(HOW TO COMPLETE THIS TASK): Word for word, restate the lines of the material below from its first line through the one containing "use crate::ui::render::draw;". Omit the rest.

(EXERCISE MATERIAL):
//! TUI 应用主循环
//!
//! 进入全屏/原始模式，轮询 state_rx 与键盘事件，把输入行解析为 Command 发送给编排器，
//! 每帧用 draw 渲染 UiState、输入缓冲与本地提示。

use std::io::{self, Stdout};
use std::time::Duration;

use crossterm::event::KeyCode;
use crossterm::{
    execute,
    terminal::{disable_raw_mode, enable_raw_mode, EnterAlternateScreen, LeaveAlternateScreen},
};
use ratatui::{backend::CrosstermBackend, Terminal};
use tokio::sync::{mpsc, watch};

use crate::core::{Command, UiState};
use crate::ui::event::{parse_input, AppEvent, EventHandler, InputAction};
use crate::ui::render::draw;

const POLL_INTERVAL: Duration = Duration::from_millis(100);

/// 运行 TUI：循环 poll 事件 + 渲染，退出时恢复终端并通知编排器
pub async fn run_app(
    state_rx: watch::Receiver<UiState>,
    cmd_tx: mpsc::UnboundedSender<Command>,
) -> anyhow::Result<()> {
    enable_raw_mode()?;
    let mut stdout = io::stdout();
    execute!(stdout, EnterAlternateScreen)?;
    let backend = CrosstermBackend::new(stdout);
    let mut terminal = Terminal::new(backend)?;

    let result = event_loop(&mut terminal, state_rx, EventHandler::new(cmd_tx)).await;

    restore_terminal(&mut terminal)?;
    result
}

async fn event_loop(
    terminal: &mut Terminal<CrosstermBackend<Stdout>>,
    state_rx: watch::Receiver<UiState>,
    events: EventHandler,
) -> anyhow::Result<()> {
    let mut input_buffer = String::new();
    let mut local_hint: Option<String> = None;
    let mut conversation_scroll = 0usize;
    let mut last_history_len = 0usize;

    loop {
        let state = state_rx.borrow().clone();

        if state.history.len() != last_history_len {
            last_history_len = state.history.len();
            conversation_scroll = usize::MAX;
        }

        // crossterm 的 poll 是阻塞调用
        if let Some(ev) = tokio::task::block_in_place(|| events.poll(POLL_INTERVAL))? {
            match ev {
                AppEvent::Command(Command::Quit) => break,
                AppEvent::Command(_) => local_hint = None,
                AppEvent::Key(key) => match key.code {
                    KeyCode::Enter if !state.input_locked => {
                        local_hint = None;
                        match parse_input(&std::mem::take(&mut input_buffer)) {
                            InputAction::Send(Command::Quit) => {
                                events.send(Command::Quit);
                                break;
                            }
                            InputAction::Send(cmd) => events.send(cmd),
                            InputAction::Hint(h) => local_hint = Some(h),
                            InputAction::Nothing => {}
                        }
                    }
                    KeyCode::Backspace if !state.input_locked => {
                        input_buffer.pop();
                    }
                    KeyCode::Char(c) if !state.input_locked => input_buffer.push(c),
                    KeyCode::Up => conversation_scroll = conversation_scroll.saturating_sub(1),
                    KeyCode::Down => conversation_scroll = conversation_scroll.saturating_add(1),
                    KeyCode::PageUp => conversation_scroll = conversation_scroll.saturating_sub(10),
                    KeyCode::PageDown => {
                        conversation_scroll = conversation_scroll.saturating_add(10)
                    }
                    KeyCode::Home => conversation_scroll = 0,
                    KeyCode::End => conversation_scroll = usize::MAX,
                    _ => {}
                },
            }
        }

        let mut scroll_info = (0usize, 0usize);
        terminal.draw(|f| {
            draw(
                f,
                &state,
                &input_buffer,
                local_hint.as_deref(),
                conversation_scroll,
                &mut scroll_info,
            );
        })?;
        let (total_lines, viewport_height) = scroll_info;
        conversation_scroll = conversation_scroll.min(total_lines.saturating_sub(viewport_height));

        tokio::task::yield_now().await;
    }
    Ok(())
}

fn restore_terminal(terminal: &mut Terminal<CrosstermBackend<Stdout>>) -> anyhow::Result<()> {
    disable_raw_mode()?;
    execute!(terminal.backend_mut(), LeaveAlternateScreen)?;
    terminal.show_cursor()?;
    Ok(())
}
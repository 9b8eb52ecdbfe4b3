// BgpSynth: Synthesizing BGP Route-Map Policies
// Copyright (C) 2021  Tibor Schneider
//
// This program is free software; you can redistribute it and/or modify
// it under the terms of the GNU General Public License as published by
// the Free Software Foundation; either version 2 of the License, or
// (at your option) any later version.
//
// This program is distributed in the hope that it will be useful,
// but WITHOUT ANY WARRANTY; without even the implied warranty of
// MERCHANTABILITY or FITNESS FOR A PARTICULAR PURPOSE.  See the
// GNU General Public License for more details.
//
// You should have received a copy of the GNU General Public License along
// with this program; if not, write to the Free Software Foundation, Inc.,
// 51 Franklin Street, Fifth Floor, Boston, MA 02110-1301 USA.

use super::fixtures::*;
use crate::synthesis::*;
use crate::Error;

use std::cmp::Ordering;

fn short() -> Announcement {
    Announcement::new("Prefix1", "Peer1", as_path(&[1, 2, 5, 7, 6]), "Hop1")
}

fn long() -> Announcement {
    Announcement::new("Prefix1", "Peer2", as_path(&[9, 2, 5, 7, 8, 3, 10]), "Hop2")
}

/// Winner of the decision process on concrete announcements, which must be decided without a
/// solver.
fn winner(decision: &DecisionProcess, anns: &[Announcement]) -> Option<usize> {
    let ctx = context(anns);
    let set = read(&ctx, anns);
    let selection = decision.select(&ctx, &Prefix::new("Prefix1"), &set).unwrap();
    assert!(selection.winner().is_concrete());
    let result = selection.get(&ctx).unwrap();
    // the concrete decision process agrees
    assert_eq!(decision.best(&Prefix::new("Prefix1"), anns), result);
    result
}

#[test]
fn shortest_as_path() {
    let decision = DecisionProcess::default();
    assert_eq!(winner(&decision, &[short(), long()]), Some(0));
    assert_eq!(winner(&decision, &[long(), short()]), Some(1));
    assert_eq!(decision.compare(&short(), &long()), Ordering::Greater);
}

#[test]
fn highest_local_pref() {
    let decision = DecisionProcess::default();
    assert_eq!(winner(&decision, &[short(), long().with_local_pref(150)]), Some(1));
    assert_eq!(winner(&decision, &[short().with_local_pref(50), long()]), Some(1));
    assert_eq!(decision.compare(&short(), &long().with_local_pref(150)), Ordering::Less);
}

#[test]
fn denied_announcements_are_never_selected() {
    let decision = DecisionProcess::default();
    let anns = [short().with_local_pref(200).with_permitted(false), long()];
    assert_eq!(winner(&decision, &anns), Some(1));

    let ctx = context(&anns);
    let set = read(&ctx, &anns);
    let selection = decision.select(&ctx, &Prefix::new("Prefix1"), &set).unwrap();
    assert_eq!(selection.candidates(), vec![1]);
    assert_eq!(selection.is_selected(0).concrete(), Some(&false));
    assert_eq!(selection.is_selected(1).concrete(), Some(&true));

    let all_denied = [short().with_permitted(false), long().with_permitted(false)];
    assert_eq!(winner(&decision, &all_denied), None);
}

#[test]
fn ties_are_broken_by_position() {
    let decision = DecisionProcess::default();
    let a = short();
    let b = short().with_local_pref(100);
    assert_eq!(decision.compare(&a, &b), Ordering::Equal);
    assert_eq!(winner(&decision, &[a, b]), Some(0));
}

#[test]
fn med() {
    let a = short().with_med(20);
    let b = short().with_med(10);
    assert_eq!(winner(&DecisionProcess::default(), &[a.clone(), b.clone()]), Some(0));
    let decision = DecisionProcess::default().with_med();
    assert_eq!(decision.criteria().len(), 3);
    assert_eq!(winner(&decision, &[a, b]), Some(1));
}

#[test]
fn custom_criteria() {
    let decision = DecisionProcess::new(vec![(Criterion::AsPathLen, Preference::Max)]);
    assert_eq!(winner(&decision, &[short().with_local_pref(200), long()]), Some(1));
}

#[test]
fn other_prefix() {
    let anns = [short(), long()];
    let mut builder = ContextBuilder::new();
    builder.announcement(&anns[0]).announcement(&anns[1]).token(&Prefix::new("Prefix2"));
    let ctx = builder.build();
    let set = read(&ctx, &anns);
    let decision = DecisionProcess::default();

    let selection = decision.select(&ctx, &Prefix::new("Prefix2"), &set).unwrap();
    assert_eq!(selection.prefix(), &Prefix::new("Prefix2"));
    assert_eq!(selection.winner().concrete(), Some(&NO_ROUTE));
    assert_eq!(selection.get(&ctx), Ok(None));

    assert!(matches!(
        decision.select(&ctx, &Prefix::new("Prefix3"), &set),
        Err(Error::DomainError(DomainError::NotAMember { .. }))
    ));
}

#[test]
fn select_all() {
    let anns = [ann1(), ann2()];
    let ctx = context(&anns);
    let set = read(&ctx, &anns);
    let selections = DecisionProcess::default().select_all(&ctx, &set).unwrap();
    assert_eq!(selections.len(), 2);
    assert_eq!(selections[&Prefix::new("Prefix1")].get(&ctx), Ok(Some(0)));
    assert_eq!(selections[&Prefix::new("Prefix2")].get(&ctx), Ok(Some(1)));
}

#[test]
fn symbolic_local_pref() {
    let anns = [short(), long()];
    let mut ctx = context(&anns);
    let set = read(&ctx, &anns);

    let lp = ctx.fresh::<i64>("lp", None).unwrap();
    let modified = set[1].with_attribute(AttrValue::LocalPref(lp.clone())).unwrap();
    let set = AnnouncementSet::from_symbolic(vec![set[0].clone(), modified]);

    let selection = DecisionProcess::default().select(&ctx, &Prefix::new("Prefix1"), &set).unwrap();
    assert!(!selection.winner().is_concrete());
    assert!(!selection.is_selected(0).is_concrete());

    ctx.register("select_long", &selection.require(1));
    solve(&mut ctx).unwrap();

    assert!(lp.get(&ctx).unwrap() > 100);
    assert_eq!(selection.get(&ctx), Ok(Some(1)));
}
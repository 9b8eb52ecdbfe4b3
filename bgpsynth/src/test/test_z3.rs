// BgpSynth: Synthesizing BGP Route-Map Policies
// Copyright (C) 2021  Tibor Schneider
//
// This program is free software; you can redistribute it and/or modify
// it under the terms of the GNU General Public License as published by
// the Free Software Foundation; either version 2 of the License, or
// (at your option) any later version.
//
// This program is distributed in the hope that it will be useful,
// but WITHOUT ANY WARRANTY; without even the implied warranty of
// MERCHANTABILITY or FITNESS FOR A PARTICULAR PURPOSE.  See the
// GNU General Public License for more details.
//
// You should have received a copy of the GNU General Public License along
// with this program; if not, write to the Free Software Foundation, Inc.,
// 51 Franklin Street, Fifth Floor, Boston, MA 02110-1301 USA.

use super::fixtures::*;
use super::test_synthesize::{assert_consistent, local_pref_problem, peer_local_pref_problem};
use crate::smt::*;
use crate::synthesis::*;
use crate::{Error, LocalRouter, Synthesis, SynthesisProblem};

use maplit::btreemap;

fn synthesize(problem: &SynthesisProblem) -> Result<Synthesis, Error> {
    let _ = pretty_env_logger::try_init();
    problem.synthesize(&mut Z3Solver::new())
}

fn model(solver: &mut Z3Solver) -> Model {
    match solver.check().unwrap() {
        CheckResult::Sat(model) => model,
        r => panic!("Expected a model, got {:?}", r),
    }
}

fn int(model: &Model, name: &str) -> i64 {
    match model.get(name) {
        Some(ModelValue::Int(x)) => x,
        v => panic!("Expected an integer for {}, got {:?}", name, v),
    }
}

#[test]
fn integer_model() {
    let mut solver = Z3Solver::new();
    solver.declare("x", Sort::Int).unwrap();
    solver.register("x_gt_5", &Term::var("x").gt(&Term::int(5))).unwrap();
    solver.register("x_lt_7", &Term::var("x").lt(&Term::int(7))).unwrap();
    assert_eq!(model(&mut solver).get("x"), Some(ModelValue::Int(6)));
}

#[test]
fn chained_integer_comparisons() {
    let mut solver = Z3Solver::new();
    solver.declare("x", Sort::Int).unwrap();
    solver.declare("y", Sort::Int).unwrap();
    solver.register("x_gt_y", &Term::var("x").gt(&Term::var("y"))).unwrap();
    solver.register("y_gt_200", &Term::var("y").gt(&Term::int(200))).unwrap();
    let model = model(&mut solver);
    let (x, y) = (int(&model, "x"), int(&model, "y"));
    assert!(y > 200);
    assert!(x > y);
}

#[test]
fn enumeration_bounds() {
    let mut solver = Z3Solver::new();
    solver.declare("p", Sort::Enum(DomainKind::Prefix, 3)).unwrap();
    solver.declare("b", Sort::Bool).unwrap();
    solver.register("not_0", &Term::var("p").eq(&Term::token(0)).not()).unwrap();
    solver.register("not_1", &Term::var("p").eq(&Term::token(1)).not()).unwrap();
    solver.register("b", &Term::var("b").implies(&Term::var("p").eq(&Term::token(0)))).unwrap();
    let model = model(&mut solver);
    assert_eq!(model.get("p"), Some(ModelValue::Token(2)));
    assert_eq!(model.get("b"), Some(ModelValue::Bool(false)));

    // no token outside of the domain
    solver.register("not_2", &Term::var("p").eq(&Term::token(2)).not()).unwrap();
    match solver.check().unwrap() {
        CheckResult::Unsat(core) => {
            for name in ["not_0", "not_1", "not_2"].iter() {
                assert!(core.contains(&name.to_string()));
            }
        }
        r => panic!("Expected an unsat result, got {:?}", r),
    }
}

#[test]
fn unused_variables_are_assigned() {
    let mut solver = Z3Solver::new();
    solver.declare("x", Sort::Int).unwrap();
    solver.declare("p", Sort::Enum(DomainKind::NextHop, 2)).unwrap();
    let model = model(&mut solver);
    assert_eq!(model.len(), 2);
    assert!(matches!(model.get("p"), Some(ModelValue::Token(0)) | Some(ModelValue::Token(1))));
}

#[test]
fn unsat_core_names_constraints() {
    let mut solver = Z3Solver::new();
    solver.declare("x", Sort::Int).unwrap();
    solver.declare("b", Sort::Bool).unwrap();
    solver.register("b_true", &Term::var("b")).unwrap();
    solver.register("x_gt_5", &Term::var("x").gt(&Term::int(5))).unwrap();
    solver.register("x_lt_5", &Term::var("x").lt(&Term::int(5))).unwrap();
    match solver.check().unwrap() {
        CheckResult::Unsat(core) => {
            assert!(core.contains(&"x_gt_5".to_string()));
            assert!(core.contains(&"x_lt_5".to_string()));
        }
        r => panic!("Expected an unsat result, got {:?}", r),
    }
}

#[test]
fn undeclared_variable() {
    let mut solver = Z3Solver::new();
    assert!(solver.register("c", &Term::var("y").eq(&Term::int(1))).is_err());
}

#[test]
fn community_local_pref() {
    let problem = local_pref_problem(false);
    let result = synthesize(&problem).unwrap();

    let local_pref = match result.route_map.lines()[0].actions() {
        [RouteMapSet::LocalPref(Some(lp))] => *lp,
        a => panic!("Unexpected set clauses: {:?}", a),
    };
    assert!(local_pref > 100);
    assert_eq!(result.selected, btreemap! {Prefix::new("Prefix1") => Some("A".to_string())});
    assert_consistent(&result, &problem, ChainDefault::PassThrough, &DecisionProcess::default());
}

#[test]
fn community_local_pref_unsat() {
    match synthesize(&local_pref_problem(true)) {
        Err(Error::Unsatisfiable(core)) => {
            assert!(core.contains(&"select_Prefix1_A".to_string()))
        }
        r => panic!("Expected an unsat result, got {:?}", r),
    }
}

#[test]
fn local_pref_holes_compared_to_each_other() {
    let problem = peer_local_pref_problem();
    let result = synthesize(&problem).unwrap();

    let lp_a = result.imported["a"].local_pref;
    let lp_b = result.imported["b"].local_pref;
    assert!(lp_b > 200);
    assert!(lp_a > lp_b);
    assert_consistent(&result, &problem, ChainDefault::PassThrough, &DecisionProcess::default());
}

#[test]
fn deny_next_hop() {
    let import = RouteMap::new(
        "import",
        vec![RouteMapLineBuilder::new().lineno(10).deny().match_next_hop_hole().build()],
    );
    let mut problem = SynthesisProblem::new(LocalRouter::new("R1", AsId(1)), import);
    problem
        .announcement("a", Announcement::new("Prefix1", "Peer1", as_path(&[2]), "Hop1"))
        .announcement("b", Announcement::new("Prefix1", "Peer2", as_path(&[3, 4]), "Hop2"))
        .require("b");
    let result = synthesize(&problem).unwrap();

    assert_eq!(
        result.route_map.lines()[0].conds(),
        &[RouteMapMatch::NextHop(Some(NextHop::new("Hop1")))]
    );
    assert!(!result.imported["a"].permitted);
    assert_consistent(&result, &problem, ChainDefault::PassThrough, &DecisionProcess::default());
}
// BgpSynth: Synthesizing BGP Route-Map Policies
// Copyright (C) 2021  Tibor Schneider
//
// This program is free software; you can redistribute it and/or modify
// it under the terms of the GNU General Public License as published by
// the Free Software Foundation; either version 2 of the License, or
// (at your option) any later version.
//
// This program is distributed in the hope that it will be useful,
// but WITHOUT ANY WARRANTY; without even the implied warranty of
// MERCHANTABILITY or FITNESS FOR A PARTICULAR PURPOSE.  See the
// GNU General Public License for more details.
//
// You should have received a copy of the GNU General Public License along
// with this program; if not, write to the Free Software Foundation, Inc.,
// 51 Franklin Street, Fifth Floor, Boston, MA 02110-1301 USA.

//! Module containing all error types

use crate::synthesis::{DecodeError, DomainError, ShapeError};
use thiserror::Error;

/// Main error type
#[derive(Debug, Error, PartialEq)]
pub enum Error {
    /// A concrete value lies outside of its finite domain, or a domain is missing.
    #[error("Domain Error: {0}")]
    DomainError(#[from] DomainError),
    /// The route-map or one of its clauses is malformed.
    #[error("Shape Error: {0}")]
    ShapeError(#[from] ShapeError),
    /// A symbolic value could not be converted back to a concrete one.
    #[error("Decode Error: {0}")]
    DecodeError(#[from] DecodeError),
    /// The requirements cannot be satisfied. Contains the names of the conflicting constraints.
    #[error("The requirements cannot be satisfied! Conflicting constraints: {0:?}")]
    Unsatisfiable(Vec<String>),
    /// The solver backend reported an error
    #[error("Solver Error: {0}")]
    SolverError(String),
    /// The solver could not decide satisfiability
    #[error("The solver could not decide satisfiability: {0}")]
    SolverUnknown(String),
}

(REPLY TO THE EXERCISE):
//! TUI 应用主循环
//!
//! 进入全屏/原始模式，轮询 state_rx 与键盘事件，把输入行解析为 Command 发送给编排器，
//! 每帧用 draw 渲染 UiState、输入缓冲与本地提示。

use std::io::{self, Stdout};
use std::time::Duration;

use crossterm::event::KeyCode;
use crossterm::{
    execute,
    terminal::{disable_raw_mode, enable_raw_mode, EnterAlternateScreen, LeaveAlternateScreen},
};
use ratatui::{backend::CrosstermBackend, Terminal};
use tokio::sync::{mpsc, watch};

use crate::core::{Command, UiState};
use crate::ui::event::{parse_input, AppEvent, EventHandler, InputAction};
use crate::ui::render::draw;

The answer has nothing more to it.